You can get grief counselling through Cruse. They will help and do understand that diagnosis of terminal illness can be the start of grieving process, (although there usual role is intended for post death). I'm so sorry everyone. This illness is a complete bastard. I hate it and always will and my thoughts are with you. You ARE understood and are not alone in the way you feel. x

zjillian profile image
zjillian in reply todaughter_Julie

I just reread your reply and started crying....I do not believe it is possible to "get over' grief...I believe that it might change but the loss is so huge after the long illness and so exhausting and the love so woven into the fabric of our very being that to get over it is not a possibility and not something to want to have happen. The only positive thing about suffering is that it connects us to the world of suffering to all those experiencing loss and grieving.

I feel totally at one with everything you are all saying but I have a confession to make: although I started grieving about seventeen months before Roisin died, I would give anything to have her back with me and still to be looking after her, night and day. I remember the feeling of dread each morning, my daily resolution to be patient, compassionate and kind all the time, not just when it came easily - and now each morning I wake up longing, longing for those times.

And it is the most selfish part of my grief, shameful I have to admit but I cannot esacpe it.

Christopher.

Heady profile image
Heady in reply to

Hi Christopher, please don't feel guilty. You have nothing to be ashamed about. Of course you want your wife back, at any price! I realise what I am going through at the moment, I will be giving any thing and everything to get back soon. Even last month, seems a such an easy life, compared to today, no doubt, in a couple of weeks, I think about today's challanges as a walk in the park!

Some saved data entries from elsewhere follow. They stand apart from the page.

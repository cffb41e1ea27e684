use std::fs;
use std::io::Write as _;
use std::sync::Arc;

use agent_kernel_rt::kernel::{Agent, AgentError, AgentResponse, Kernel, KernelError, Task};
use agent_kernel_rt::ledger::Ledger;
use agent_kernel_rt::policy::PolicyEngine;
use agent_kernel_rt::primitives::AgentId;
use agent_kernel_rt::tools::ToolCall;
use serde_json::{json, Map, Value};

/// Emits a `write_file` tool call with the path/content found on the task payload.
struct WriterAgent {
    id: AgentId,
}

#[async_trait::async_trait]
impl Agent for WriterAgent {
    fn agent_id(&self) -> AgentId {
        self.id
    }

    fn capabilities(&self) -> Vec<String> {
        vec!["write".to_string()]
    }

    async fn process(&self, task: &Task) -> Result<AgentResponse, AgentError> {
        let mut parameters = Map::new();
        parameters.insert("path".to_string(), task.payload["path"].clone());
        parameters.insert("content".to_string(), task.payload["content"].clone());
        Ok(AgentResponse::with_tool_call(
            self.id,
            task.task_id,
            "write_file",
            parameters,
        ))
    }
}

/// Delegates a task to `target` via the `delegate_task` tool, echoing the
/// delegation request it was given on its own payload.
struct OrchestratorAgent {
    id: AgentId,
    target: AgentId,
}

#[async_trait::async_trait]
impl Agent for OrchestratorAgent {
    fn agent_id(&self) -> AgentId {
        self.id
    }

    fn capabilities(&self) -> Vec<String> {
        vec!["orchestrate".to_string()]
    }

    async fn process(&self, task: &Task) -> Result<AgentResponse, AgentError> {
        let mut parameters = Map::new();
        parameters.insert("agent_id".to_string(), json!(self.target.to_string()));
        parameters.insert("payload".to_string(), task.payload.clone());
        Ok(AgentResponse::with_tool_call(
            self.id,
            task.task_id,
            "delegate_task",
            parameters,
        ))
    }
}

/// Echoes its payload back verbatim as output.
struct PlannerAgent {
    id: AgentId,
}

#[async_trait::async_trait]
impl Agent for PlannerAgent {
    fn agent_id(&self) -> AgentId {
        self.id
    }

    fn capabilities(&self) -> Vec<String> {
        vec!["plan".to_string()]
    }

    async fn process(&self, task: &Task) -> Result<AgentResponse, AgentError> {
        Ok(AgentResponse::success(self.id, task.task_id, task.payload.clone()))
    }
}

fn permissive_kernel(workspace_root: std::path::PathBuf) -> Arc<Kernel> {
    let ledger = Ledger::in_memory().unwrap();
    Kernel::new(ledger, None, workspace_root)
}

fn git_blocking_policy(workspace_root: &std::path::Path) -> Arc<PolicyEngine> {
    let config_path = workspace_root.join("policy.toml");
    let mut file = fs::File::create(&config_path).unwrap();
    writeln!(
        file,
        r#"
[[safety_rules]]
id = "no-git-internals"
tool_name = "write_file"
action = "block"
condition = "path_contains"
pattern = ".git"
message = "Touching .git internals is forbidden."
"#
    )
    .unwrap();
    Arc::new(PolicyEngine::from_config_file(&config_path, workspace_root).unwrap())
}

// S1: a happy-path write goes through the full tool pipeline and lands in
// the ledger as a completed task with the tool's own success output.
#[tokio::test]
async fn s1_happy_path_write_completes() {
    let dir = tempfile::tempdir().unwrap();
    let kernel = permissive_kernel(dir.path().to_path_buf());
    let agent_id = AgentId::random();
    kernel.register_agent(Arc::new(WriterAgent { id: agent_id })).unwrap();
    kernel.boot().unwrap();

    let target = dir.path().join("notes.txt");
    let task_id = kernel
        .submit(Task::new(
            agent_id,
            json!({"path": target.to_string_lossy(), "content": "hello"}),
        ))
        .unwrap();
    assert!(kernel.tick().await.unwrap());

    assert_eq!(fs::read_to_string(&target).unwrap(), "hello");
    let record = kernel.get_task_result(task_id).unwrap();
    assert_eq!(record.status.as_str(), "completed");
    assert_eq!(record.output_result.as_ref().unwrap()["success"], Value::Bool(true));
}

// S2: a write blocked by policy still completes as a task (the kernel does
// not treat a policy block as an agent failure), but the stored tool result
// reports failure and carries the blocked_by_policy metadata flag.
#[tokio::test]
async fn s2_policy_blocked_write_is_shielded() {
    let dir = tempfile::tempdir().unwrap();
    let policy = git_blocking_policy(dir.path());
    let ledger = Ledger::in_memory().unwrap();
    let kernel = Kernel::new(ledger, Some(policy), dir.path().to_path_buf());

    let agent_id = AgentId::random();
    kernel.register_agent(Arc::new(WriterAgent { id: agent_id })).unwrap();
    kernel.boot().unwrap();

    let target = dir.path().join(".git").join("config");
    let task_id = kernel
        .submit(Task::new(
            agent_id,
            json!({"path": target.to_string_lossy(), "content": "malicious"}),
        ))
        .unwrap();
    assert!(kernel.tick().await.unwrap());

    assert!(!target.exists());
    let record = kernel.get_task_result(task_id).unwrap();
    assert_eq!(record.status.as_str(), "completed");
    let output = record.output_result.unwrap();
    assert_eq!(output["success"], Value::Bool(false));
    assert_eq!(output["metadata"]["blocked_by_policy"], Value::Bool(true));
    assert!(output["error"].as_str().unwrap().contains(".git"));
}

// S3: an orchestrator delegates to a planner through `delegate_task`; the
// delegated task only runs on a second tick.
#[tokio::test]
async fn s3_delegation_runs_on_a_second_tick() {
    let dir = tempfile::tempdir().unwrap();
    let kernel = permissive_kernel(dir.path().to_path_buf());
    let planner_id = AgentId::random();
    let orchestrator_id = AgentId::random();
    kernel.register_agent(Arc::new(PlannerAgent { id: planner_id })).unwrap();
    kernel
        .register_agent(Arc::new(OrchestratorAgent {
            id: orchestrator_id,
            target: planner_id,
        }))
        .unwrap();
    kernel.boot().unwrap();

    let orchestrator_task = kernel
        .submit(Task::new(orchestrator_id, json!({"goal": "write a plan"})))
        .unwrap();

    assert_eq!(kernel.queue_size(), 1);
    assert!(kernel.tick().await.unwrap());

    // The orchestrator's tick dispatched delegate_task, which submitted a
    // second task rather than completing the plan itself.
    assert_eq!(kernel.queue_size(), 1);
    let orchestrator_record = kernel.get_task_result(orchestrator_task).unwrap();
    assert_eq!(orchestrator_record.status.as_str(), "completed");
    let delegated_task_id_text = orchestrator_record.output_result.unwrap()["output"]["task_id"]
        .as_str()
        .unwrap()
        .to_string();

    assert!(kernel.tick().await.unwrap());
    assert_eq!(kernel.queue_size(), 0);

    let delegated_task_id: agent_kernel_rt::primitives::TaskId =
        delegated_task_id_text.parse().unwrap();
    let planner_record = kernel.get_task_result(delegated_task_id).unwrap();
    assert_eq!(planner_record.status.as_str(), "completed");
    assert_eq!(planner_record.output_result, Some(json!({"goal": "write a plan"})));
}

// S4: inspect_result round-trips a completed task's ledger record through
// the tool pipeline, including the NOT_FOUND-as-success case for a bad id.
#[tokio::test]
async fn s4_inspect_result_round_trips() {
    let dir = tempfile::tempdir().unwrap();
    let kernel = permissive_kernel(dir.path().to_path_buf());
    let agent_id = AgentId::random();
    kernel.register_agent(Arc::new(PlannerAgent { id: agent_id })).unwrap();
    kernel.boot().unwrap();

    let task_id = kernel.submit(Task::new(agent_id, json!({"note": "draft"}))).unwrap();
    assert!(kernel.tick().await.unwrap());

    let mut parameters = Map::new();
    parameters.insert("task_id".to_string(), json!(task_id.to_string()));
    let result = kernel
        .tools()
        .execute(ToolCall::new("inspect_result", parameters))
        .await;
    assert!(result.success);
    let output = result.output.unwrap();
    assert_eq!(output["status"], "completed");
    assert_eq!(output["output"], json!({"note": "draft"}));

    let mut missing_parameters = Map::new();
    missing_parameters.insert(
        "task_id".to_string(),
        json!(agent_kernel_rt::primitives::TaskId::random().to_string()),
    );
    let missing_result = kernel
        .tools()
        .execute(ToolCall::new("inspect_result", missing_parameters))
        .await;
    assert!(missing_result.success);
    assert_eq!(missing_result.output.unwrap()["status"], "NOT_FOUND");
}

// S5: a ledger opened at a path that is itself an existing directory falls
// back to an in-memory database instead of failing kernel construction.
#[tokio::test]
async fn s5_ledger_falls_back_to_in_memory_on_unusable_path() {
    let dir = tempfile::tempdir().unwrap();
    let ledger = Ledger::open(dir.path()).unwrap();
    assert!(ledger.is_in_memory());

    let kernel = Kernel::new(ledger, None, dir.path().to_path_buf());
    let agent_id = AgentId::random();
    kernel.register_agent(Arc::new(PlannerAgent { id: agent_id })).unwrap();
    kernel.boot().unwrap();

    let task_id = kernel.submit(Task::new(agent_id, json!({"k": "v"}))).unwrap();
    assert!(kernel.tick().await.unwrap());
    assert_eq!(kernel.get_task_result(task_id).unwrap().status.as_str(), "completed");
}

// S6: submitting to an unregistered agent fails before anything is queued,
// and the error names the agents that were actually registered.
#[tokio::test]
async fn s6_unknown_agent_submission_names_known_agents() {
    let dir = tempfile::tempdir().unwrap();
    let kernel = permissive_kernel(dir.path().to_path_buf());
    let agent_a = AgentId::random();
    let agent_b = AgentId::random();
    kernel.register_agent(Arc::new(PlannerAgent { id: agent_a })).unwrap();
    kernel.register_agent(Arc::new(PlannerAgent { id: agent_b })).unwrap();
    kernel.boot().unwrap();

    let stranger = AgentId::random();
    let err = kernel
        .submit(Task::new(stranger, json!({})))
        .unwrap_err();
    match err {
        KernelError::AgentNotRegistered { agent_id, known } => {
            assert_eq!(agent_id, stranger);
            assert!(known.contains(&agent_a.to_string()));
            assert!(known.contains(&agent_b.to_string()));
        }
        other => panic!("expected AgentNotRegistered, got {other:?}"),
    }
    assert_eq!(kernel.queue_size(), 0);
}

So please stop beating yourself up about your thoughts, they are totally normal and understandable and sorry, but I got to say it, part of this extremely long winded grieving process we are all on. Just another wonderful part of this "£&@£&&@@@@&&£&&@" disease!!!!!

Lots of love

Heady

Yvonneandgeorge profile image
Yvonneandgeorge in reply toHeady

Hi everyone can relate to you all George can still eat by himself I just cut up his dinner and he will only eat mashed potatoes he can still speak but not writing anymore coughing all the time so sad for all of you every day changes, people come and say how George has changed, don't realise it when we are together every day. Yvonne xxxx

Doglinton profile image
Doglinton

I was a counsellor and so am fortunate in having some qualified friends. A well trained counsellor could help and would follow where you wanted to go. The problem is we are all constantly grieving for the most recent stage on top of the previous stages. And part of us wants them relieved of their suffering [ and us ] and the main part can't bear to lose our life partner. Personally [ I am 78 ] I can't imagine wanting to go on alone. Its pain where-ever you look. We need to make the most of NOW . I think we are all amazing in how we manage all this.